On 9/22/2011 11:22 AM, Jason Resch wrote:
On Thu, Sep 22, 2011 at 7:55 AM, Stephen P. King
<[email protected] <mailto:[email protected]>> wrote:
On 9/22/2011 1:19 AM, Jason Resch wrote:
[SPK]
Sure, let us consider this similarity to Leibniz'
"per-established harmony" idea. Could you sketch your thoughts on
the similarity that you see? I have my own thoughts about
pre-established harmony, but I see, in Craig's ideas, other
concepts similar to those of Leibniz that do relate to a notion of
"harmony" and other somewhat unrelated concepts but not
necessarily include the "pre-established" aspect. I haev an
argument against the concept of "pre-established" as Leibniz uses it.

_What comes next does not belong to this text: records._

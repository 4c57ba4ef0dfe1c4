//! Input guards shared by every calculator. Each returns the typed
//! `InvalidInput` error naming the offending field.

use rust_decimal::prelude::ToPrimitive;
use rust_decimal::Decimal;
use rust_decimal_macros::dec;

use crate::error::FinanceMathError;
use crate::types::Years;
use crate::FinanceMathResult;

pub fn require_positive(field: &str, value: Decimal) -> FinanceMathResult<()> {
    if value <= Decimal::ZERO {
        return Err(FinanceMathError::invalid(field, "must be greater than zero"));
    }
    Ok(())
}

pub fn require_non_negative(field: &str, value: Decimal) -> FinanceMathResult<()> {
    if value < Decimal::ZERO {
        return Err(FinanceMathError::invalid(field, "must not be negative"));
    }
    Ok(())
}

/// Error for an intermediate value outside the 128-bit decimal range,
/// attributed to the input that drove it there.
pub(crate) fn overflow(field: &str) -> FinanceMathError {
    FinanceMathError::invalid(field, "value is outside the representable range")
}

/// Turn the result of a `checked_*` operation into a typed error.
pub(crate) fn checked(field: &str, value: Option<Decimal>) -> FinanceMathResult<Decimal> {
    value.ok_or_else(|| overflow(field))
}

/// Overflow-checked sum of named terms; an overflow blames the term that
/// pushed the running total out of range.
pub(crate) fn checked_sum<'a, I>(terms: I) -> FinanceMathResult<Decimal>
where
    I: IntoIterator<Item = (&'a str, Decimal)>,
{
    terms.into_iter().try_fold(Decimal::ZERO, |acc, (field, value)| {
        checked(field, acc.checked_add(value))
    })
}

/// Convert a term in years to a whole number of monthly periods.
pub fn whole_months(field: &str, years: Years) -> FinanceMathResult<u32> {
    require_non_negative(field, years)?;
    let months = years * dec!(12);
    if !months.fract().is_zero() {
        return Err(FinanceMathError::invalid(
            field,
            format!("{years} years is not a whole number of months"),
        ));
    }
    months
        .to_u32()
        .ok_or_else(|| FinanceMathError::invalid(field, "term is too long"))
}

#[cfg(test)]
mod tests {
    use super::*;

    #[test]
    fn test_positive_rejects_zero_and_negative() {
        assert!(require_positive("x", dec!(0)).is_err());
        assert!(require_positive("x", dec!(-1)).is_err());
        assert!(require_positive("x", dec!(0.01)).is_ok());
    }

    #[test]
    fn test_non_negative_accepts_zero() {
        assert!(require_non_negative("x", Decimal::ZERO).is_ok());
        let err = require_non_negative("rate", dec!(-0.5)).unwrap_err();
        assert_eq!(err.field(), "rate");
    }

    #[test]
    fn test_checked_sum_names_the_overflowing_term() {
        assert_eq!(checked_sum([("a", dec!(1)), ("b", dec!(2))]).unwrap(), dec!(3));
        let err = checked_sum([("a", Decimal::MAX), ("b", Decimal::ZERO), ("c", dec!(1))]).unwrap_err();
        assert_eq!(err.field(), "c");
    }

    #[test]
    fn test_whole_months() {
        assert_eq!(whole_months("t", dec!(1)).unwrap(), 12);
        assert_eq!(whole_months("t", dec!(2.5)).unwrap(), 30);
        assert_eq!(whole_months("t", dec!(0.25)).unwrap(), 3);
        assert!(whole_months("t", dec!(1.01)).is_err());
        assert!(whole_months("t", dec!(-1)).is_err());
    }
}
pub mod income_tax;
pub mod slabs;
use clap::Args;
use rust_decimal::Decimal;

use finance_math_core::loans::amortization::{amortize_loan, LoanInput};

use super::{required, run_timed, CommandResult};
use crate::input;

/// Arguments for loan amortization
#[derive(Args)]
pub struct LoanArgs {
    /// Loan principal
    #[arg(long)]
    pub principal: Option<Decimal>,

    /// Annual interest rate in percent (e.g. 10 for 10%)
    #[arg(long)]
    pub rate: Option<Decimal>,

    /// Term in years (must be a whole number of months)
    #[arg(long)]
    pub years: Option<Decimal>,

    /// Only print the first N rows of the schedule
    #[arg(long)]
    pub rows: Option<usize>,

    /// Path to JSON/YAML input file (overrides individual flags)
    #[arg(long)]
    pub input: Option<String>,
}

pub fn run_loan(args: LoanArgs) -> CommandResult {
    let loan: LoanInput = match input::load(args.input.as_deref())? {
        Some(loan) => loan,
        None => LoanInput {
            principal: required(args.principal, "principal")?,
            annual_rate_pct: required(args.rate, "rate")?,
            term_years: required(args.years, "years")?,
        },
    };

    let mut warnings = Vec::new();
    if let Some(rows) = args.rows {
        warnings.push(format!("Schedule truncated to the first {rows} payments"));
    }

    run_timed(
        "loan",
        "Level-payment loan amortization (monthly compounding)",
        &loan,
        warnings,
        |loan| {
            let mut out = amortize_loan(loan)?;
            if let Some(rows) = args.rows {
                out.schedule.truncate(rows);
            }
            Ok(out)
        },
    )
}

From what I understand of Craig's theory it describes a difference
between first person and third person experience/reality. Each being
two sides of the same coin, where first person experience is the
interior side of what its like to be the material. The first person
experience of is indeterminable (and possibly relies on the
indeterminism of physics?) and can cause physical changes above and
beyond what can be predicted by any third-person physics. While we
are a machine according to this theory, we are a special machine due
to our history as organisms and the special properties of the carbon,
hydrogen, oxygen, nitrogen, etc. which form the basis of our
biochemistry. Functional equivalence is either not possible, or will
lead to various brain disorders or zombies.
[SPK]
Hi Jason!
Excellent post!! But can you see how this is really not so different
from Bruno's "result"?! Bruno just substitutes (N, +, *) of matter and
the 1p experience is the 'inside dream" of Arithmetic. Same basic
outline, very different semantics, but a radically different
interpretation... Craig does make a big deal about "special properties"

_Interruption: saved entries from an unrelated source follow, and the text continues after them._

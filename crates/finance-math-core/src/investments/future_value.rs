use rust_decimal::prelude::ToPrimitive;
use rust_decimal::Decimal;
use rust_decimal_macros::dec;
use serde::ser::Serializer;
use serde::{Deserialize, Serialize};

use crate::error::FinanceMathError;
use crate::time_value::{annuity_factor, compound_factor, growth_factor, periodic_rate};
use crate::types::{CompoundingFrequency, Money, Percent, Rate, Years};
use crate::validation::{checked, checked_sum, require_non_negative};
use crate::FinanceMathResult;

// ---------------------------------------------------------------------------
// Types
// ---------------------------------------------------------------------------

/// Lump sum plus a regular monthly contribution, compounded at `compounding`.
#[derive(Debug, Clone, Serialize, Deserialize)]
pub struct InvestmentInput {
    pub principal: Money,
    pub monthly_contribution: Money,
    pub annual_rate_pct: Percent,
    pub years: Years,
    /// The monthly contribution is spread evenly over the compounding
    /// periods of a year, so non-monthly frequencies credit `monthly × 12 / n`
    /// per period rather than the full monthly amount.
    #[serde(default)]
    pub compounding: CompoundingFrequency,
}

/// Cumulative position at the end of a whole year.
#[derive(Debug, Clone, PartialEq, Serialize, Deserialize)]
pub struct YearSnapshot {
    pub year: u32,
    pub total_value: Money,
    pub total_contributed: Money,
    pub interest_earned: Money,
}

/// Year-by-year view of an investment, computed on demand.
///
/// Holds only the parameters; every snapshot is recomputed from the start of
/// the investment, so the sequence can be iterated any number of times and
/// each pass yields the same values. Serialises as an array of snapshots.
#[derive(Debug, Clone, PartialEq)]
pub struct YearlyBreakdown {
    principal: Money,
    monthly_contribution: Money,
    per_period_contribution: Money,
    rate_per_period: Rate,
    periods_per_year: u32,
    years: u32,
}

#[derive(Debug, Clone, PartialEq, Serialize)]
pub struct InvestmentOutput {
    pub future_value: Money,
    pub total_contributions: Money,
    pub total_interest: Money,
    pub yearly_breakdown: YearlyBreakdown,
}

// ---------------------------------------------------------------------------
// Breakdown sequence
// ---------------------------------------------------------------------------

impl YearlyBreakdown {
    /// Number of whole years covered.
    pub fn len(&self) -> usize {
        self.years as usize
    }

    pub fn is_empty(&self) -> bool {
        self.years == 0
    }

    pub fn iter(&self) -> YearSnapshots<'_> {
        YearSnapshots {
            breakdown: self,
            next_year: 1,
        }
    }

    /// Cumulative value at the end of `year` (1-based).
    pub fn snapshot(&self, year: u32) -> FinanceMathResult<YearSnapshot> {
        if year == 0 || year > self.years {
            return Err(FinanceMathError::invalid(
                "year",
                format!("year must be between 1 and {}", self.years),
            ));
        }
        let periods = year
            .checked_mul(self.periods_per_year)
            .ok_or_else(|| FinanceMathError::invalid("year", "too many compounding periods"))?;
        let growth = compound_factor(self.rate_per_period, periods)?;
        let total_value = accumulated_value(
            self.principal,
            self.per_period_contribution,
            self.rate_per_period,
            Decimal::from(periods),
            growth,
        )?;
        let total_contributed =
            contributed(self.principal, self.monthly_contribution, Decimal::from(year))?;

        Ok(YearSnapshot {
            year,
            total_value,
            total_contributed,
            interest_earned: total_value - total_contributed,
        })
    }
}

/// Iterator over the snapshots of a [`YearlyBreakdown`].
#[derive(Debug, Clone)]
pub struct YearSnapshots<'a> {
    breakdown: &'a YearlyBreakdown,
    next_year: u32,
}

impl Iterator for YearSnapshots<'_> {
    type Item = YearSnapshot;

    fn next(&mut self) -> Option<YearSnapshot> {
        if self.next_year > self.breakdown.years {
            return None;
        }
        let year = self.next_year;
        self.next_year += 1;
        // Earlier years never exceed the full-term value, which was already
        // computed without overflow when the breakdown was built.
        let snapshot = self.breakdown.snapshot(year);
        debug_assert!(snapshot.is_ok(), "year {year} of the breakdown failed: {snapshot:?}");
        snapshot.ok()
    }

    fn size_hint(&self) -> (usize, Option<usize>) {
        let remaining = (self.breakdown.years + 1).saturating_sub(self.next_year) as usize;
        (remaining, Some(remaining))
    }
}

impl ExactSizeIterator for YearSnapshots<'_> {}

impl<'a> IntoIterator for &'a YearlyBreakdown {
    type Item = YearSnapshot;
    type IntoIter = YearSnapshots<'a>;

    fn into_iter(self) -> YearSnapshots<'a> {
        self.iter()
    }
}

impl Serialize for YearlyBreakdown {
    fn serialize<S: Serializer>(&self, serializer: S) -> Result<S::Ok, S::Error> {
        serializer.collect_seq(self.iter())
    }
}

// ---------------------------------------------------------------------------
// Core function
// ---------------------------------------------------------------------------

/// P·(1+r)^n + C·annuity(r, n), overflow-checked.
fn accumulated_value(
    principal: Money,
    per_period_contribution: Money,
    rate: Rate,
    periods: Decimal,
    growth: Decimal,
) -> FinanceMathResult<Money> {
    let lump = checked("principal", principal.checked_mul(growth))?;
    let annuity = annuity_factor(rate, periods, growth)?;
    let stream = checked(
        "monthly_contribution",
        per_period_contribution.checked_mul(annuity),
    )?;
    checked_sum([("principal", lump), ("monthly_contribution", stream)])
}

/// Principal plus contributions paid over `years`.
fn contributed(principal: Money, monthly_contribution: Money, years: Decimal) -> FinanceMathResult<Money> {
    let stream = monthly_contribution
        .checked_mul(dec!(12))
        .and_then(|v| v.checked_mul(years));
    let stream = checked("monthly_contribution", stream)?;
    checked_sum([("principal", principal), ("monthly_contribution", stream)])
}

/// Future value of a lump sum plus monthly contributions.
///
/// Contributions are converted to the compounding period (monthly × 12 / n)
/// and credited at the end of each period, so the contributed total is the
/// same whatever the frequency.
pub fn future_value_with_contributions(input: &InvestmentInput) -> FinanceMathResult<InvestmentOutput> {
    require_non_negative("principal", input.principal)?;
    require_non_negative("monthly_contribution", input.monthly_contribution)?;
    require_non_negative("annual_rate_pct", input.annual_rate_pct)?;
    require_non_negative("years", input.years)?;

    let n = input.compounding.periods_per_year();
    let rate = periodic_rate(input.annual_rate_pct, n);
    let per_period_contribution = checked(
        "monthly_contribution",
        input.monthly_contribution.checked_mul(dec!(12)),
    )? / Decimal::from(n);
    let periods = checked("years", input.years.checked_mul(Decimal::from(n)))?;

    let growth = growth_factor(rate, periods)?;
    let future_value = accumulated_value(input.principal, per_period_contribution, rate, periods, growth)?;
    let total_contributions = contributed(input.principal, input.monthly_contribution, input.years)?;

    let whole_years = input
        .years
        .trunc()
        .to_u32()
        .ok_or_else(|| FinanceMathError::invalid("years", "investment horizon is too long"))?;

    Ok(InvestmentOutput {
        future_value,
        total_contributions,
        total_interest: future_value - total_contributions,
        yearly_breakdown: YearlyBreakdown {
            principal: input.principal,
            monthly_contribution: input.monthly_contribution,
            per_period_contribution,
            rate_per_period: rate,
            periods_per_year: n,
            years: whole_years,
        },
    })
}

// ---------------------------------------------------------------------------
// Tests
// ---------------------------------------------------------------------------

but the properties of carbon, etc. do matter when it comes to real
functionality. While it is true that we can build universal Turing
machine equivalents out of practically anything, explaining and modeling
the physical world is not about computations that do not require
resources or can run forever or such "ideal" things, it is about how all
this stuff that has particular properties interacts with each other. We
simply cannot dismiss all of the details that encompass our reality by
just invoking computational universality. What is that truism? The Devil
is in the Details!
My own thesis follows this same outline, except that I propose that
the topological spaces are the "outside" and algebras (which would
include Bruno's (N, +, *) and minds are the inside. This outline
dispenses with the problem of psycho-physical parallelism that I will
make a comment on below. There is no need to explain why or how matter
and mind are harmonized or synchronized when, ultimately, they are jsut
two different (behaviorally and structuraly) aspect of each other, all
of this follow from M. Stone's representation theorem.

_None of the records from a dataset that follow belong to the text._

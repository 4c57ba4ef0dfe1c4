use chrono::NaiveDate;
use clap::Args;
use rust_decimal::Decimal;
use serde::{Deserialize, Serialize};

use finance_math_core::dashboard::expenses::{expense_summary, Expense};
use finance_math_core::dashboard::goals::{goal_progress, Goal};

use super::{required, run_timed, CommandResult};
use crate::input;

/// Arguments for savings-goal progress
#[derive(Args)]
pub struct GoalProgressArgs {
    /// Goal name
    #[arg(long, default_value = "Goal")]
    pub name: String,

    /// Target amount
    #[arg(long)]
    pub target: Option<Decimal>,

    /// Amount saved so far
    #[arg(long, default_value = "0")]
    pub current: Decimal,

    /// Deadline (YYYY-MM-DD)
    #[arg(long)]
    pub deadline: Option<NaiveDate>,

    /// Date to measure from (YYYY-MM-DD); defaults to today when a deadline is set
    #[arg(long)]
    pub as_of: Option<NaiveDate>,

    /// Path to JSON/YAML input file with the goal (overrides individual flags)
    #[arg(long)]
    pub input: Option<String>,
}

/// Arguments for expense category breakdown
#[derive(Args)]
pub struct ExpenseSummaryArgs {
    /// JSON/YAML file with an array of expenses
    #[arg(long)]
    pub input: Option<String>,
}

#[derive(Debug, Serialize, Deserialize)]
struct GoalQuery {
    goal: Goal,
    as_of: Option<NaiveDate>,
}

pub fn run_goal_progress(args: GoalProgressArgs) -> CommandResult {
    let goal: Goal = match input::load(args.input.as_deref())? {
        Some(goal) => goal,
        None => Goal {
            name: args.name,
            target_amount: required(args.target, "target")?,
            current_amount: args.current,
            deadline: args.deadline,
        },
    };

    // The library never reads the clock; the front end supplies "today".
    let as_of = args
        .as_of
        .or_else(|| goal.deadline.map(|_| chrono::Local::now().date_naive()));

    run_timed(
        "goal-progress",
        "Savings goal progress against target",
        &GoalQuery { goal, as_of },
        Vec::new(),
        |q| goal_progress(&q.goal, q.as_of),
    )
}

pub fn run_expense_summary(args: ExpenseSummaryArgs) -> CommandResult {
    let expenses: Vec<Expense> = input::require(args.input.as_deref(), "expense-summary")?;
    run_timed(
        "expense-summary",
        "Expense totals and shares by category",
        &expenses,
        Vec::new(),
        |e| expense_summary(e),
    )
}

My idea is a bit tricky because we have to treat topological spaces
(such as the totally disconnected compact Hausdorff spaces dual to
Boolean logics) both as the form and content of 1p and as mathematical
objects. This is not a problem because math is all about representing 1p
and more! This makes sense because mathematical representations can both
represent themselves and be what they represent. WE see this explained
in a round about way in Stephen Wolfram's essay on intractability and
physics. The basic idea of the essay is that physical systems are,
effectively, the best possible computational model of themselves. We do
not need to postulate computations separate from the physical processes
themselves, if we are going to stay int eh semi-classical realm. If we
wish to go to a fully quantum model, they the wavefunction (and its
evolution) of a physical system is the computation itself of that system.
Vaughan Pratt argued that QM is just a consequence of the way that
the stone duality is implemented. I am just taking this ideas and
exploring them for flaws and falsification, but to do so I have to be
able to fully explain them (not an easy job!) but that is what is
necessary to claim that I understand them.
This assessment of Craig's idea seems accurate from what I can tell
at the start but falls down on the epiphenomena bit AFAIK...
Consciousness to Craig is an epiphenomenon, since he has said there is
no reason to evolve this tehnicolor cartesian theater.
I need to get his comment on this statement about the Cartesian
theater.
The similarity I see to the pre-established harmony is that Liebniz
posits two realities, a physical reality and reality of experiences.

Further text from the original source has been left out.